Records contained in a dataset >>
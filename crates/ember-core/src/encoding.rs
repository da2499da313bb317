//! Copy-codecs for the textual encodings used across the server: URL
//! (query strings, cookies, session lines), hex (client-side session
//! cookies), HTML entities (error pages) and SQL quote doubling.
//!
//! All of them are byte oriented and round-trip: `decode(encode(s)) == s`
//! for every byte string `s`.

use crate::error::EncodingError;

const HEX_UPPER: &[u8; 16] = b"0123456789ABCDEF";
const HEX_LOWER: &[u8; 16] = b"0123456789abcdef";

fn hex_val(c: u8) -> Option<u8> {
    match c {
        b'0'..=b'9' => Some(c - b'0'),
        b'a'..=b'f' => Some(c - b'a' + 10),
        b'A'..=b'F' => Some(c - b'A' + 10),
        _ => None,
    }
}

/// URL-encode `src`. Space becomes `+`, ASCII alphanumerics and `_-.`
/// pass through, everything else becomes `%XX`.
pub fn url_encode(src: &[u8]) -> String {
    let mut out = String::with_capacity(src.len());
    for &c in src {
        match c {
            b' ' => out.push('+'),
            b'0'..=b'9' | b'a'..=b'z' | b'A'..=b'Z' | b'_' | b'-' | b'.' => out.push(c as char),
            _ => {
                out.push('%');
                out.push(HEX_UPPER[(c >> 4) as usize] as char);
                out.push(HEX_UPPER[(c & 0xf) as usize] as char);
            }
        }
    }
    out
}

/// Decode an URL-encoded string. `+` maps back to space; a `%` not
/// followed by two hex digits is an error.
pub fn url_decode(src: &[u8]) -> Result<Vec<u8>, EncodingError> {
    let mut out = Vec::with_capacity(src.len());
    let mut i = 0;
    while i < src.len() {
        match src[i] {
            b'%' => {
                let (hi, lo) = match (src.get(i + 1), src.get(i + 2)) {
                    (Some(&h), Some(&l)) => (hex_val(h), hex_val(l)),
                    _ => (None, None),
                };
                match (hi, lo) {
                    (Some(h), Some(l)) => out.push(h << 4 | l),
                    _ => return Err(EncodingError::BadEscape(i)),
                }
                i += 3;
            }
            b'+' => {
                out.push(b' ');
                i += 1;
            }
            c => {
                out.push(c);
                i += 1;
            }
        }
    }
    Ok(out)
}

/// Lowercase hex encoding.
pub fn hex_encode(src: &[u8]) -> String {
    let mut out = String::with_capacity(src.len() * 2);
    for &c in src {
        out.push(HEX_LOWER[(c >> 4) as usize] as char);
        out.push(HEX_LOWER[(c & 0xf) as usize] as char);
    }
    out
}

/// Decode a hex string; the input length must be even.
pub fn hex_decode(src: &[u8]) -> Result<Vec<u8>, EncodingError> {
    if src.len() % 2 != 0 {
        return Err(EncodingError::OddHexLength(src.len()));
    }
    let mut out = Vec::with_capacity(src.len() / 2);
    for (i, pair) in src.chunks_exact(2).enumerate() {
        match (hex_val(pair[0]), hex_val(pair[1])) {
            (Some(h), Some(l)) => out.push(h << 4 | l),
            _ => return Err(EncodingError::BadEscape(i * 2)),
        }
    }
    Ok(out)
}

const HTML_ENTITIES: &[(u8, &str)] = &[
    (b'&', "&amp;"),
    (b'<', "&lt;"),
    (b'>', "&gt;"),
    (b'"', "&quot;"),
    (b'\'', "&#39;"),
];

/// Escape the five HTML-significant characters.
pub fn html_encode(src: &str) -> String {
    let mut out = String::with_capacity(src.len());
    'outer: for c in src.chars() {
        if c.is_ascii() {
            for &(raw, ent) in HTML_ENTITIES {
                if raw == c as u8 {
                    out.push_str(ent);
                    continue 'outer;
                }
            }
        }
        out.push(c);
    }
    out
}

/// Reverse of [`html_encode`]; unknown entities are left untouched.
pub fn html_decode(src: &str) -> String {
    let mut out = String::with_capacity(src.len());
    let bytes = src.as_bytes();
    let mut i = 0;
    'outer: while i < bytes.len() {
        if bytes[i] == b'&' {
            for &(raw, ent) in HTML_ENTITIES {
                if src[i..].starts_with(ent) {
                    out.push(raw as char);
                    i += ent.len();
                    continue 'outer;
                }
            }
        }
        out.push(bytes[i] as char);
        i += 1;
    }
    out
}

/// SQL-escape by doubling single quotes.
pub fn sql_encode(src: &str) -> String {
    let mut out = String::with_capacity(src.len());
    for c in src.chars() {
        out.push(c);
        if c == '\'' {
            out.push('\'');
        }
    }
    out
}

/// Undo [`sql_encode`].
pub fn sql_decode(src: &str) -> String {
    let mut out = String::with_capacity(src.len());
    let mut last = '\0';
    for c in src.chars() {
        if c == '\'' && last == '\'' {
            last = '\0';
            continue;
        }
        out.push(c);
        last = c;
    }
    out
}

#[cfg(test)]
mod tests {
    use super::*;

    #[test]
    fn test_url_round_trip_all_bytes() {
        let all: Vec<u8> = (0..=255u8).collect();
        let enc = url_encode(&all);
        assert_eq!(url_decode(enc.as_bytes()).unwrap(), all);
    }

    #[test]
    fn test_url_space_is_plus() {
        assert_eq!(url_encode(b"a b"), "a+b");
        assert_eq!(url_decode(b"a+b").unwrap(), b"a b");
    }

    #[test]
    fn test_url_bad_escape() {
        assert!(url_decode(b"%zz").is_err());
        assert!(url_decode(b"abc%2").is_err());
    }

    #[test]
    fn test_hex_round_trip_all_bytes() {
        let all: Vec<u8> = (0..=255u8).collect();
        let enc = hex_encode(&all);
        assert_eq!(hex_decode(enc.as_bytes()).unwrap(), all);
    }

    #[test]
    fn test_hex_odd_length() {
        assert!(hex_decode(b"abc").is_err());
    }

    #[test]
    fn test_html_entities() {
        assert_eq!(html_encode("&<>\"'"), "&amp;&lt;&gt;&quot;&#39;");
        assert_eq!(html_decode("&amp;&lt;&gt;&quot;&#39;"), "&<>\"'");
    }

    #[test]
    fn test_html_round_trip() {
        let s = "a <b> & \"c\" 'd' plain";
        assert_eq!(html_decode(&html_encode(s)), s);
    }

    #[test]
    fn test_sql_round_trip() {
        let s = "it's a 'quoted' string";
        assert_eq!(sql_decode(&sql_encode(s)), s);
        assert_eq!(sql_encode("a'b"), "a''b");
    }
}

Task item >> Every entry above must be returned word for word.

Result of this exercise >>
filename crates/ember-core/src/encoding.rs
repository da2499da313bb317
//! Copy-codecs for the textual encodings used across the server: URL
//! (query strings, cookies, session lines), hex (client-side session
//! cookies), HTML entities (error pages) and SQL quote doubling.
//!
//! All of them are byte oriented and round-trip: `decode(encode(s)) == s`
//! for every byte string `s`.

use crate::error::EncodingError;

const HEX_UPPER: &[u8; 16] = b"0123456789ABCDEF";
const HEX_LOWER: &[u8; 16] = b"0123456789abcdef";

fn hex_val(c: u8) -> Option<u8> {
    match c {
        b'0'..=b'9' => Some(c - b'0'),
        b'a'..=b'f' => Some(c - b'a' + 10),
        b'A'..=b'F' => Some(c - b'A' + 10),
        _ => None,
    }
}

/// URL-encode `src`. Space becomes `+`, ASCII alphanumerics and `_-.`
/// pass through, everything else becomes `%XX`.
pub fn url_encode(src: &[u8]) -> String {
    let mut out = String::with_capacity(src.len());
    for &c in src {
        match c {
            b' ' => out.push('+'),
            b'0'..=b'9' | b'a'..=b'z' | b'A'..=b'Z' | b'_' | b'-' | b'.' => out.push(c as char),
            _ => {
                out.push('%');
                out.push(HEX_UPPER[(c >> 4) as usize] as char);
                out.push(HEX_UPPER[(c & 0xf) as usize] as char);
            }
        }
    }
    out
}

/// Decode an URL-encoded string. `+` maps back to space; a `%` not
/// followed by two hex digits is an error.
pub fn url_decode(src: &[u8]) -> Result<Vec<u8>, EncodingError> {
    let mut out = Vec::with_capacity(src.len());
    let mut i = 0;
    while i < src.len() {
        match src[i] {
            b'%' => {
                let (hi, lo) = match (src.get(i + 1), src.get(i + 2)) {
                    (Some(&h), Some(&l)) => (hex_val(h), hex_val(l)),
                    _ => (None, None),
                };
                match (hi, lo) {
                    (Some(h), Some(l)) => out.push(h << 4 | l),
                    _ => return Err(EncodingError::BadEscape(i)),
                }
                i += 3;
            }
            b'+' => {
                out.push(b' ');
                i += 1;
            }
            c => {
                out.push(c);
                i += 1;
            }
        }
    }
    Ok(out)
}

/// Lowercase hex encoding.
pub fn hex_encode(src: &[u8]) -> String {
    let mut out = String::with_capacity(src.len() * 2);
    for &c in src {
        out.push(HEX_LOWER[(c >> 4) as usize] as char);
        out.push(HEX_LOWER[(c & 0xf) as usize] as char);
    }
    out
}

/// Decode a hex string; the input length must be even.
pub fn hex_decode(src: &[u8]) -> Result<Vec<u8>, EncodingError> {
    if src.len() % 2 != 0 {
        return Err(EncodingError::OddHexLength(src.len()));
    }
    let mut out = Vec::with_capacity(src.len() / 2);
    for (i, pair) in src.chunks_exact(2).enumerate() {
        match (hex_val(pair[0]), hex_val(pair[1])) {
            (Some(h), Some(l)) => out.push(h << 4 | l),
            _ => return Err(EncodingError::BadEscape(i * 2)),
        }
    }
    Ok(out)
}

const HTML_ENTITIES: &[(u8, &str)] = &[
    (b'&', "&amp;"),
    (b'<', "&lt;"),
    (b'>', "&gt;"),
    (b'"', "&quot;"),
    (b'\'', "&#39;"),
];

/// Escape the five HTML-significant characters.
pub fn html_encode(src: &str) -> String {
    let mut out = String::with_capacity(src.len());
    'outer: for c in src.chars() {
        if c.is_ascii() {
            for &(raw, ent) in HTML_ENTITIES {
                if raw == c as u8 {
                    out.push_str(ent);
                    continue 'outer;
                }
            }
        }
        out.push(c);
    }
    out
}

/// Reverse of [`html_encode`]; unknown entities are left untouched.
pub fn html_decode(src: &str) -> String {
    let mut out = String::with_capacity(src.len());
    let bytes = src.as_bytes();
    let mut i = 0;
    'outer: while i < bytes.len() {
        if bytes[i] == b'&' {
            for &(raw, ent) in HTML_ENTITIES {
                if src[i..].starts_with(ent) {
                    out.push(raw as char);
                    i += ent.len();
                    continue 'outer;
                }
            }
        }
        out.push(bytes[i] as char);
        i += 1;
    }
    out
}

/// SQL-escape by doubling single quotes.
pub fn sql_encode(src: &str) -> String {
    let mut out = String::with_capacity(src.len());
    for c in src.chars() {
        out.push(c);
        if c == '\'' {
            out.push('\'');
        }
    }
    out
}

/// Undo [`sql_encode`].
pub fn sql_decode(src: &str) -> String {
    let mut out = String::with_capacity(src.len());
    let mut last = '\0';
    for c in src.chars() {
        if c == '\'' && last == '\'' {
            last = '\0';
            continue;
        }
        out.push(c);
        last = c;
    }
    out
}

#[cfg(test)]
mod tests {
    use super::*;

    #[test]
    fn test_url_round_trip_all_bytes() {
        let all: Vec<u8> = (0..=255u8).collect();
        let enc = url_encode(&all);
        assert_eq!(url_decode(enc.as_bytes()).unwrap(), all);
    }

    #[test]
    fn test_url_space_is_plus() {
        assert_eq!(url_encode(b"a b"), "a+b");
        assert_eq!(url_decode(b"a+b").unwrap(), b"a b");
    }

    #[test]
    fn test_url_bad_escape() {
        assert!(url_decode(b"%zz").is_err());
        assert!(url_decode(b"abc%2").is_err());
    }

    #[test]
    fn test_hex_round_trip_all_bytes() {
        let all: Vec<u8> = (0..=255u8).collect();
        let enc = hex_encode(&all);
        assert_eq!(hex_decode(enc.as_bytes()).unwrap(), all);
    }

    #[test]
    fn test_hex_odd_length() {
        assert!(hex_decode(b"abc").is_err());
    }

    #[test]
    fn test_html_entities() {
        assert_eq!(html_encode("&<>\"'"), "&amp;&lt;&gt;&quot;&#39;");
        assert_eq!(html_decode("&amp;&lt;&gt;&quot;&#39;"), "&<>\"'");
    }

    #[test]
    fn test_html_round_trip() {
        let s = "a <b> & \"c\" 'd' plain";
        assert_eq!(html_decode(&html_encode(s)), s);
    }

    #[test]
    fn test_sql_round_trip() {
        let s = "it's a 'quoted' string";
        assert_eq!(sql_decode(&sql_encode(s)), s);
        assert_eq!(sql_encode("a'b"), "a''b");
    }
}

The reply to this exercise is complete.